Stored data entries:
★ ★ ★ ★ ★

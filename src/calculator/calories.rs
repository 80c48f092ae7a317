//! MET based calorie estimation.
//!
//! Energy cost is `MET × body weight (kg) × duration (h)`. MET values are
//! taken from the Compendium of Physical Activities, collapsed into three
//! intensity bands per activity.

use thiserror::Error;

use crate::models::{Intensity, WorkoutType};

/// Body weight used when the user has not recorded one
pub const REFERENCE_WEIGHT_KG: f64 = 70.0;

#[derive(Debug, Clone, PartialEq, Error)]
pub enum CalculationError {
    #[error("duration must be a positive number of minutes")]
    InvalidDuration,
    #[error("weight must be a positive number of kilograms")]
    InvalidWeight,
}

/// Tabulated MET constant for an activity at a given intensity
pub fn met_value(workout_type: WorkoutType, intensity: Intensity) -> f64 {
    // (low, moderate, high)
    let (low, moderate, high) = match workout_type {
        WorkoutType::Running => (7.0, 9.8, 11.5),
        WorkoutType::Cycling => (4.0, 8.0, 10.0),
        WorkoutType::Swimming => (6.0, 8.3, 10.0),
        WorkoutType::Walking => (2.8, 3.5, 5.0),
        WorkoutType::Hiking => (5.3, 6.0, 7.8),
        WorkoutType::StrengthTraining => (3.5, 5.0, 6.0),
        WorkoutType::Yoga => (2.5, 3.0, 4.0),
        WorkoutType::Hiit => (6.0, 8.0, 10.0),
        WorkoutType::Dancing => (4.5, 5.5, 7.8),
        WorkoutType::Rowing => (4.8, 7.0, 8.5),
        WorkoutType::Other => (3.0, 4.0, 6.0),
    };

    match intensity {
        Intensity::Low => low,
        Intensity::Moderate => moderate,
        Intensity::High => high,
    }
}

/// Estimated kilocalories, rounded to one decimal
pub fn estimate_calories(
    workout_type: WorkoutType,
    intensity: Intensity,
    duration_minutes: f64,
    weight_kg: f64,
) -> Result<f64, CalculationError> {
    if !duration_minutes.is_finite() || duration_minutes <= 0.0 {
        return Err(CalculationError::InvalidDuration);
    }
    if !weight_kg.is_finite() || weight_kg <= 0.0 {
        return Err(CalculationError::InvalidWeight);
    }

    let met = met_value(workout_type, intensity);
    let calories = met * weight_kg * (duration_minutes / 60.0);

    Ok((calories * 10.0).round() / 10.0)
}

★ ★ ★ ★ ★

INSTRUCTIONS TO FOLLOW:
The lines you return should be those above that contain the word "number", every one of them.

TASK ANSWER:
    #[error("duration must be a positive number of minutes")]
    #[error("weight must be a positive number of kilograms")]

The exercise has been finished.